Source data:
+ + + + +

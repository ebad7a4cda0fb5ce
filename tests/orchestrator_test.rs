use std::sync::Arc;
use std::time::Duration;

use async_trait::async_trait;
use bytes::Bytes;

use palaver::application::catalog::ProviderCatalog;
use palaver::application::orchestrator::Orchestrator;
use palaver::application::polling::PollingPolicy;
use palaver::application::ports::{
    ArtifactStore, GenerationRequest, LipsyncSubmission, SubmittedVideoJob, TextModelBackend,
    TextModelError,
    TranscriptionBackend, TranscriptionBackendError, TranscriptionJobState, Translation,
    TranslationBackend, TranslationBackendError, VideoBackendError, VideoJobState,
    VideoSynthesisBackend,
};
use palaver::application::result::{ErrorKind, Payload};
use palaver::application::services::{
    GenerationService, TranscriptionService, TranslationService, VideoSynthesisService,
};
use palaver::domain::{Candidate, Capability, LanguageCode, SourceLanguage};
use palaver::infrastructure::storage::InMemoryArtifactStore;

const HAIKU: &str = "Rain taps on the roof\nPuddles gather in the street\nClouds drift slowly by";

struct FixedTextModel;

#[async_trait]
impl TextModelBackend for FixedTextModel {
    async fn invoke(
        &self,
        _candidate: &Candidate,
        _request: &GenerationRequest,
    ) -> Result<String, TextModelError> {
        Ok(HAIKU.to_string())
    }
}

struct EchoTranslator;

#[async_trait]
impl TranslationBackend for EchoTranslator {
    fn engine(&self) -> &'static str {
        "stub"
    }

    async fn translate(
        &self,
        text: &str,
        _source: &SourceLanguage,
        target: &LanguageCode,
    ) -> Result<Translation, TranslationBackendError> {
        if target.as_str() == "zh" {
            return Err(TranslationBackendError::UnsupportedPair {
                src: "auto".to_string(),
                target: target.as_str().to_string(),
            });
        }
        Ok(Translation {
            text: format!("{}:{}", target.as_str(), text),
            detected_source: Some("en".to_string()),
        })
    }
}

struct PendingForeverTranscribe;

#[async_trait]
impl TranscriptionBackend for PendingForeverTranscribe {
    async fn start_job(
        &self,
        _job_name: &str,
        _media_uri: &str,
        _media_format: &str,
        _language_code: &str,
    ) -> Result<(), TranscriptionBackendError> {
        Ok(())
    }

    async fn job_state(
        &self,
        _job_name: &str,
    ) -> Result<TranscriptionJobState, TranscriptionBackendError> {
        Ok(TranscriptionJobState::Pending)
    }

    async fn fetch_transcript(
        &self,
        _transcript_uri: &str,
    ) -> Result<String, TranscriptionBackendError> {
        Ok(String::new())
    }

    async fn delete_job(&self, _job_name: &str) -> Result<(), TranscriptionBackendError> {
        Ok(())
    }
}

struct IdleVideoBackend;

#[async_trait]
impl VideoSynthesisBackend for IdleVideoBackend {
    async fn submit(
        &self,
        _submission: &LipsyncSubmission,
    ) -> Result<SubmittedVideoJob, VideoBackendError> {
        Ok(SubmittedVideoJob {
            job_id: "run-1".to_string(),
            status_url: "https://status.invalid/run-1".to_string(),
        })
    }

    async fn poll(&self, _job: &SubmittedVideoJob) -> Result<VideoJobState, VideoBackendError> {
        Ok(VideoJobState::Running)
    }
}

fn quick_policy() -> PollingPolicy {
    PollingPolicy::new(
        Duration::from_millis(5),
        Duration::from_millis(10),
        Duration::from_millis(50),
    )
}

fn orchestrator() -> Orchestrator {
    let catalog = Arc::new(
        ProviderCatalog::builder()
            .register(
                Capability::ContentGeneration,
                vec![Candidate::new("haiku-model", "us-east-1", 0)],
            )
            .build()
            .unwrap(),
    );
    let store: Arc<dyn ArtifactStore> = Arc::new(InMemoryArtifactStore::new());

    let generation = Arc::new(GenerationService::new(
        catalog,
        Arc::new(FixedTextModel),
        4000,
        500,
        0.7,
    ));
    let translation = Arc::new(TranslationService::new(Arc::new(EchoTranslator), None));
    let transcription = Arc::new(TranscriptionService::new(
        Arc::clone(&store),
        Arc::new(PendingForeverTranscribe),
        quick_policy(),
        "en-US".to_string(),
    ));
    let video = Arc::new(VideoSynthesisService::new(
        store,
        Arc::new(IdleVideoBackend),
        quick_policy(),
    ));

    Orchestrator::new(generation, translation, transcription, video)
}

#[tokio::test]
async fn given_haiku_prompt_then_success_with_exact_text_and_serving_candidate() {
    let orchestrator = orchestrator();

    let result = orchestrator
        .generate_content("Write a haiku about rain", "script", None)
        .await;

    assert!(result.success);
    match result.payload {
        Some(Payload::GeneratedText(text)) => assert_eq!(text, HAIKU),
        other => panic!("unexpected payload: {:?}", other),
    }
    assert_eq!(
        result.diagnostics.served_by.as_deref(),
        Some("haiku-model@us-east-1")
    );
    assert_eq!(result.diagnostics.attempts.len(), 1);
}

#[tokio::test]
async fn given_empty_prompt_then_invalid_input_kind() {
    let orchestrator = orchestrator();

    let result = orchestrator.generate_content("   ", "script", None).await;

    assert!(!result.success);
    assert_eq!(result.error_kind(), Some(ErrorKind::InvalidInput));
}

#[tokio::test]
async fn given_translate_call_then_translation_payload_with_engine() {
    let orchestrator = orchestrator();

    let result = orchestrator.translate("Hello", "en", "es").await;

    assert!(result.success);
    match result.payload {
        Some(Payload::Translation { text, .. }) => assert_eq!(text, "es:Hello"),
        other => panic!("unexpected payload: {:?}", other),
    }
    assert_eq!(result.diagnostics.served_by.as_deref(), Some("stub"));
}

#[tokio::test]
async fn given_unsupported_pair_then_matching_error_kind() {
    let orchestrator = orchestrator();

    let result = orchestrator.translate("Hello", "en", "zh").await;

    assert!(!result.success);
    assert_eq!(result.error_kind(), Some(ErrorKind::UnsupportedLanguagePair));
}

#[tokio::test]
async fn given_stalled_transcription_job_then_timeout_kind() {
    let orchestrator = orchestrator();

    let result = orchestrator
        .transcribe(Bytes::from_static(b"fake audio"), "voice.mp3", None)
        .await;

    assert!(!result.success);
    assert_eq!(result.error_kind(), Some(ErrorKind::TranscriptionTimeout));
}

#[tokio::test]
async fn given_unknown_audio_type_then_invalid_input_kind() {
    let orchestrator = orchestrator();

    let result = orchestrator
        .transcribe(Bytes::from_static(b"bytes"), "document.pdf", None)
        .await;

    assert!(!result.success);
    assert_eq!(result.error_kind(), Some(ErrorKind::InvalidInput));
}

+ + + + +

§ **Task to carry out**
Select every line in the records above that contains the word "Some".

§ **Output below**
            detected_source: Some("en".to_string()),
        Some(Payload::GeneratedText(text)) => assert_eq!(text, HAIKU),
        Some("haiku-model@us-east-1")
    assert_eq!(result.error_kind(), Some(ErrorKind::InvalidInput));
        Some(Payload::Translation { text, .. }) => assert_eq!(text, "es:Hello"),
    assert_eq!(result.diagnostics.served_by.as_deref(), Some("stub"));
    assert_eq!(result.error_kind(), Some(ErrorKind::UnsupportedLanguagePair));
    assert_eq!(result.error_kind(), Some(ErrorKind::TranscriptionTimeout));
    assert_eq!(result.error_kind(), Some(ErrorKind::InvalidInput));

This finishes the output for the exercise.